> **Work instructions**
From the entries below, list each line with "millis".

> **Recorded information**
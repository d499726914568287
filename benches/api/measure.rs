use super::utils::{scrambled_keys, sequential_keys, SIZES};
use criterion::{black_box, BenchmarkId, Criterion, Throughput};
use std::time::Duration;
use stdset_bench::{measure_with, Ignore};

pub fn measure(c: &mut Criterion) {
    let mut group = c.benchmark_group("Measure");
    for size in SIZES {
        let sequential = sequential_keys(size);
        let scrambled = scrambled_keys(size);

        group.throughput(Throughput::Elements(size as u64));
        group.bench_with_input(
            BenchmarkId::new("Sequential", size),
            &sequential,
            |b, keys| b.iter(|| measure_with(black_box(keys), &mut Ignore)),
        );
        group.bench_with_input(
            BenchmarkId::new("Scrambled", size),
            &scrambled,
            |b, keys| b.iter(|| measure_with(black_box(keys), &mut Ignore)),
        );
    }
    group.finish();
}

// Criterion drives the iteration count, each sample reports the time of a
// single phase as measured by the instrument itself.
pub fn phases(c: &mut Criterion) {
    let mut group = c.benchmark_group("Phase");
    for size in SIZES {
        let keys = scrambled_keys(size);

        group.throughput(Throughput::Elements(size as u64));
        group.bench_with_input(
            BenchmarkId::new("Insertion", size),
            &keys,
            |b, keys| b.iter_custom(|iters| run(keys, iters, |t| t.insertion)),
        );
        group.bench_with_input(
            BenchmarkId::new("Search", size),
            &keys,
            |b, keys| b.iter_custom(|iters| run(keys, iters, |t| t.search)),
        );
        group.bench_with_input(
            BenchmarkId::new("Deletion", size),
            &keys,
            |b, keys| b.iter_custom(|iters| run(keys, iters, |t| t.deletion)),
        );
    }
    group.finish();
}

fn run(
    keys: &[usize],
    iters: u64,
    phase: impl Fn(&stdset_bench::ElapsedTimes) -> f64,
) -> Duration {
    let millis = (0..iters)
        .map(|_| phase(&measure_with(black_box(keys), &mut Ignore).times))
        .sum::<f64>();
    Duration::from_secs_f64(millis / 1e3)
}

> **Written solution**
    let millis = (0..iters)
    Duration::from_secs_f64(millis / 1e3)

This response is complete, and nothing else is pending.